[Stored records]

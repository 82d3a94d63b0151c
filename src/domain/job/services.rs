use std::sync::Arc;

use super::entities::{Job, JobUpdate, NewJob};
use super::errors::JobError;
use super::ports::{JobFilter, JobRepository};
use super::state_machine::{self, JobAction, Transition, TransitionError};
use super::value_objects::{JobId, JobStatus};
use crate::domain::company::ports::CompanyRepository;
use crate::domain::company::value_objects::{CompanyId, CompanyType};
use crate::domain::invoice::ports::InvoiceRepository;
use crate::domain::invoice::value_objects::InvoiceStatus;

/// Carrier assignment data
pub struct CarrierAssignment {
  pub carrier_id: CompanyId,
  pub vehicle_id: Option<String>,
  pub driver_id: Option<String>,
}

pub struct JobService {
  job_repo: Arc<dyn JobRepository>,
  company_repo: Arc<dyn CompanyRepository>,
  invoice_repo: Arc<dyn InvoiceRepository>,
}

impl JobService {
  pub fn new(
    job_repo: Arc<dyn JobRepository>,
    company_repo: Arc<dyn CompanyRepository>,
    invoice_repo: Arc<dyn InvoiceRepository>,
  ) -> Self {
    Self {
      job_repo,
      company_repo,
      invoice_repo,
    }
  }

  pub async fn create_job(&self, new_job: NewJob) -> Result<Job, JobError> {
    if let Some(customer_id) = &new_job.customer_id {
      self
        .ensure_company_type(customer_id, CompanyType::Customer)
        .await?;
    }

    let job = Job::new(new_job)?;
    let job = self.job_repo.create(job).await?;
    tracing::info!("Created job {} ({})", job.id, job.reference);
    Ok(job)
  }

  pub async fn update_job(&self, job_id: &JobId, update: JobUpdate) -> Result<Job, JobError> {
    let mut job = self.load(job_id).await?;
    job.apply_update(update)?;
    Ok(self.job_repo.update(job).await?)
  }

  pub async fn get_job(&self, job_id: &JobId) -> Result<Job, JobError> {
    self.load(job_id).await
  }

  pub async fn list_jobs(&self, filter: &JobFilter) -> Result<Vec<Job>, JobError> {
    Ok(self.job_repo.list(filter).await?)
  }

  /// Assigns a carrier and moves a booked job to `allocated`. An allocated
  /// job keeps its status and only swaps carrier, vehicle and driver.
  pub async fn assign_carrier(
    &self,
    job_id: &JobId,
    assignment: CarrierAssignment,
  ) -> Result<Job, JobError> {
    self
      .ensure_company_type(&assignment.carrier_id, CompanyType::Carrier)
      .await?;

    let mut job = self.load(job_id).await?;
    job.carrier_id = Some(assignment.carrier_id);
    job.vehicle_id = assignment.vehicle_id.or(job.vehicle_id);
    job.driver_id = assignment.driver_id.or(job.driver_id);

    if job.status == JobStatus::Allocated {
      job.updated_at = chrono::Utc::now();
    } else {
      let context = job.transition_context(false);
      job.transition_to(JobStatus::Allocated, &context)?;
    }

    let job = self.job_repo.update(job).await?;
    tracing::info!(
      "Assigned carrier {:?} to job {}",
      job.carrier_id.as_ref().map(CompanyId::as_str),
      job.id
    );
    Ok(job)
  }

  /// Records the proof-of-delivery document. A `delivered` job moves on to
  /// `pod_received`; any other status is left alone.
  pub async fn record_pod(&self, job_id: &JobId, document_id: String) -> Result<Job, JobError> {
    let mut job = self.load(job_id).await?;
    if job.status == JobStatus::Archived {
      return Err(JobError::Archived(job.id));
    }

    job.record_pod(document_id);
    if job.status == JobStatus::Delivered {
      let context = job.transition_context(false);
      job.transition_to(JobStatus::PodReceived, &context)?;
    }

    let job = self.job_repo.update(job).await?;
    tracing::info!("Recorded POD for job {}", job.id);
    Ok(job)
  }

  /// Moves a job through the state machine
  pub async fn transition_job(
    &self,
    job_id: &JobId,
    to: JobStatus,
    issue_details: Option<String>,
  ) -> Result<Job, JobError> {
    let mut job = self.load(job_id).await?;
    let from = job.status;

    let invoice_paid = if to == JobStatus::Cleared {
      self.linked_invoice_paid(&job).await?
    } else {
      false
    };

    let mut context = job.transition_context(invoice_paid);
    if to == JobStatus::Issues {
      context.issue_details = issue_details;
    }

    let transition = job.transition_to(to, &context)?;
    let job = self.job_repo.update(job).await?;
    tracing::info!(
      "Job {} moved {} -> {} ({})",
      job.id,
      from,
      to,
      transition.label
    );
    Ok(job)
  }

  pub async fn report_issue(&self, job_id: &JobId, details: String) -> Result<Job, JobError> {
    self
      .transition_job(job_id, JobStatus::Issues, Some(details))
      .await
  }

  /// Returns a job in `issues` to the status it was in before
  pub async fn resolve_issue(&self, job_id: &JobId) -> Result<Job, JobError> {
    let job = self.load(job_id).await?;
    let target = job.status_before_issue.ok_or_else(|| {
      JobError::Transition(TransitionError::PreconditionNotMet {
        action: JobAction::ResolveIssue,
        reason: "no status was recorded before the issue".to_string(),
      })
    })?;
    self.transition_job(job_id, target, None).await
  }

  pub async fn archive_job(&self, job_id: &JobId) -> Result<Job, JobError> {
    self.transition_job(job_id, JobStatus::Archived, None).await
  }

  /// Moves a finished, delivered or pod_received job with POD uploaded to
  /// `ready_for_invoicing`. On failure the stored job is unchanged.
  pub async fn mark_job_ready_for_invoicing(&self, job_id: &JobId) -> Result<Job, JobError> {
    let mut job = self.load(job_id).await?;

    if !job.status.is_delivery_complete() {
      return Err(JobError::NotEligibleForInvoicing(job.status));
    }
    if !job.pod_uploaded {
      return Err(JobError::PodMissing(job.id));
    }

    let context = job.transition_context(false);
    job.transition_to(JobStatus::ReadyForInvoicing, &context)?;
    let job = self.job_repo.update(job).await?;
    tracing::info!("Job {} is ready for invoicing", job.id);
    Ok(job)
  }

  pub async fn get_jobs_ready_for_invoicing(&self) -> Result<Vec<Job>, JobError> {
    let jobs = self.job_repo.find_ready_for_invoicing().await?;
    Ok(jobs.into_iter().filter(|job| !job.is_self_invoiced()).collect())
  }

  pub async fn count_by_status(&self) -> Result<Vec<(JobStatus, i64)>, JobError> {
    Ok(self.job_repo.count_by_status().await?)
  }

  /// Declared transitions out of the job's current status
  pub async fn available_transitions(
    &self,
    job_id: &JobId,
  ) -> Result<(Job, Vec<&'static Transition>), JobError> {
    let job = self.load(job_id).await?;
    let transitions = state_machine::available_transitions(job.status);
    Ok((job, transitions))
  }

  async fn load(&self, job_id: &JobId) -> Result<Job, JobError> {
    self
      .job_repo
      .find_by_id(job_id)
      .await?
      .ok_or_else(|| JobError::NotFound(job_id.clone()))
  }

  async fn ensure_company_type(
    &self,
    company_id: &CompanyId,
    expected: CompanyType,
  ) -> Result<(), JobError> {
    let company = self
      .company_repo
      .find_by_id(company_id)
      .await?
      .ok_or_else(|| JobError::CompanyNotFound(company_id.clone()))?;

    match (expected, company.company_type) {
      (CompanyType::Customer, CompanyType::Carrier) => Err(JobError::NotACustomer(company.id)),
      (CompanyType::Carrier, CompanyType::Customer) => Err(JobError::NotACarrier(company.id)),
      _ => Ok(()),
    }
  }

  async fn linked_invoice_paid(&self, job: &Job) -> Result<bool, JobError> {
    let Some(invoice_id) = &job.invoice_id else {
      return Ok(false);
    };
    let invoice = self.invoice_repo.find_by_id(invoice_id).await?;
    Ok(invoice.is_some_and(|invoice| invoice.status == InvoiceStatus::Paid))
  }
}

▶ [Problem]:
Locate the word "tracing" in the entries, and copy every line where it is found.

▶ [Result below]:
    tracing::info!("Created job {} ({})", job.id, job.reference);
    tracing::info!(
    tracing::info!("Recorded POD for job {}", job.id);
    tracing::info!(
    tracing::info!("Job {} is ready for invoicing", job.id);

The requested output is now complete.